Re : Non pas LA solution mais UNE solution...
un catholique -  2002-07-22 01:00:27

Re : Non pas LA solution mais UNE solution...

Je suis d'accord avec vous que le missel de 1962 est le point de repère, le point de départ pour une réforme liturgique intelligente comme l'a souhaité le Concile Vatican II. Mais j'ai l'impression qu'on a tellement regardé la direction dans laquelle il fallait incliner le lourd vaisseau liturgique pour redresser - ou affiner si vous préférez - une trajectoire qui ne pointait pas totalement dans la bonne direction qu'on a parfois totalement perdu de vue celle-ci - vers Dieu !

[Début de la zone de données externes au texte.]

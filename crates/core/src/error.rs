//! Error types for the nexagent domain.
//!
//! Uses `thiserror` for ergonomic error definitions.
//! Each bounded context has its own error enum; [`Error`] is the
//! request-level taxonomy the reasoning loop reports to callers.

use thiserror::Error;

/// The top-level error type for all nexagent operations.
#[derive(Debug, Error)]
pub enum Error {
    // --- Resolution ---
    #[error("Configuration error: {message}")]
    Configuration { message: String },

    #[error("Invalid request: {0}")]
    InvalidRequest(String),

    // --- Caller-contract violations (model proposed an invalid action) ---
    #[error("Unknown tool: {0}")]
    UnknownTool(String),

    #[error("Invalid arguments for tool '{tool}': {reason}")]
    InvalidToolArguments { tool: String, reason: String },

    // --- Safety valves ---
    #[error("Iteration budget exceeded after {limit} iterations")]
    IterationBudgetExceeded { limit: u32 },

    #[error("Policy unsatisfiable: answer rejected {rejections} times")]
    PolicyUnsatisfiable { rejections: u32 },

    // --- Provider errors ---
    #[error("Provider error: {0}")]
    Provider(#[from] ProviderError),

    // --- Tool errors ---
    #[error("Tool error: {0}")]
    Tool(#[from] ToolError),

    #[error("Request cancelled")]
    Cancelled,

    // --- Serialization ---
    #[error("Serialization error: {0}")]
    Serialization(#[from] serde_json::Error),

    // --- Generic ---
    #[error("Internal error: {0}")]
    Internal(String),
}

impl Error {
    /// Shorthand for a [`Error::Configuration`] error.
    pub fn config(message: impl Into<String>) -> Self {
        Self::Configuration {
            message: message.into(),
        }
    }

    /// Stable machine-readable kind, used in API error bodies.
    pub fn kind(&self) -> &'static str {
        match self {
            Self::Configuration { .. } => "configuration_error",
            Self::InvalidRequest(_) => "invalid_request",
            Self::UnknownTool(_) => "unknown_tool",
            Self::InvalidToolArguments { .. } => "invalid_tool_arguments",
            Self::IterationBudgetExceeded { .. } => "iteration_budget_exceeded",
            Self::PolicyUnsatisfiable { .. } => "policy_unsatisfiable",
            Self::Provider(_) => "provider_error",
            Self::Tool(_) => "tool_error",
            Self::Cancelled => "cancelled",
            Self::Serialization(_) => "serialization_error",
            Self::Internal(_) => "internal_error",
        }
    }

    /// Whether the model caused this error by proposing an invalid action.
    ///
    /// The loop turns these into corrective tool results instead of failing.
    pub fn is_contract_violation(&self) -> bool {
        matches!(self, Self::UnknownTool(_) | Self::InvalidToolArguments { .. })
    }
}

/// Result type alias using our Error.
pub type Result<T> = std::result::Result<T, Error>;

// --- Bounded context errors ---

#[derive(Debug, Clone, Error)]
pub enum ProviderError {
    #[error("API request failed: {message} (status: {status_code})")]
    ApiError { status_code: u16, message: String },

    #[error("Rate limited by provider, retry after {retry_after_secs}s")]
    RateLimited { retry_after_secs: u64 },

    #[error("Authentication failed: {0}")]
    AuthenticationFailed(String),

    #[error("Model not found: {0}")]
    ModelNotFound(String),

    #[error("Provider not configured: {0}")]
    NotConfigured(String),

    #[error("Request timed out: {0}")]
    Timeout(String),

    #[error("Network error: {0}")]
    Network(String),
}

/// Adapter-level failures. The registry converts these into failed
/// [`ToolResult`](crate::tool::ToolResult)s; they never abort the loop.
#[derive(Debug, Clone, Error)]
pub enum ToolError {
    #[error("Tool execution failed: {tool_name} — {reason}")]
    ExecutionFailed { tool_name: String, reason: String },

    #[error("Sandbox timed out: {tool_name} after {timeout_secs}s")]
    Timeout { tool_name: String, timeout_secs: u64 },

    #[error("Permission denied: {tool_name} — {reason}")]
    PermissionDenied { tool_name: String, reason: String },

    #[error("Remote operation failed: {operation} — {reason}")]
    Remote { operation: String, reason: String },

    #[error("Invalid tool arguments: {0}")]
    InvalidArguments(String),
}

Mais si c'est le point de départ obligé de la réforme liturgique et qu'il ne faut pas le perdre de vue, il ne me semble pas que libéraliser le missel de 1962 soit la bonne solution : on en reviendrait au point de départ (qui certes est peut-être plus proche de ce qu'il faut viser) et tout serait à refaire, et les mêmes erreurs pourraient resurgir. Il me semble que la solution consiste à s'appuyer fermement sur ce missel éprouvé par les siècles et à considérer le nouveau missel à cette lumière, pour conserver l'essentiel tout en réformant ce qui devait l'être : meilleure union des fidèles et du prêtre, suppression des répétitions pour mieux faire resortir le mystère qui se joue, plus abondante délivrance d'Écriture Sainte.

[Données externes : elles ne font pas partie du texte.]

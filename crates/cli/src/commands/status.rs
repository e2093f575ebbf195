//! `nexagent status`: show what this process would run with.

use nexagent_config::{AppConfig, PROVIDER_KEY_ENV};

pub fn run(config: &AppConfig) {
    println!("nexagent status");
    println!("===============");
    println!("  Config dir:       {}", AppConfig::config_dir().display());
    println!(
        "  Default provider: {}",
        config.default_provider.as_deref().unwrap_or("(probe API keys)")
    );
    println!("  Default tier:     {}", config.default_tier);
    println!("  Max iterations:   {}", config.agent.max_iterations);
    println!("  Policy retries:   {}", config.agent.max_policy_rejections);
    println!("  Nexus:            {}", config.nexus.url);
    println!("  Gateway:          {}:{}", config.gateway.host, config.gateway.port);
    println!();
    println!("  Provider keys:");
    for (provider, vars) in PROVIDER_KEY_ENV {
        let mark = if config.has_api_key(provider) { "set" } else { "missing" };
        println!("    {provider:<12} {mark:<8} ({})", vars.join(" / "));
    }

    let config_path = AppConfig::config_dir().join("config.toml");
    if !config_path.exists() {
        println!();
        println!("  No config file; run `nexagent config init` to create one");
    }
}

Pour être clair, je ne prétend pas que l'utilisation de l'ancien missel doit être proscrite ; là où il a été conservé, il est sans doute prudent de le garder encore comme balise. Mais y revenir après coup me paraît une mauvaise idée, cela me semble une reconstruction froide, une copie d'ancien qui a oublié le caractère vivant de la tradition. (Pour être franc, je pense que cela serait tout de même mieux que les messes trop fantaisistes, où on peine à voir la Messe du Christ.)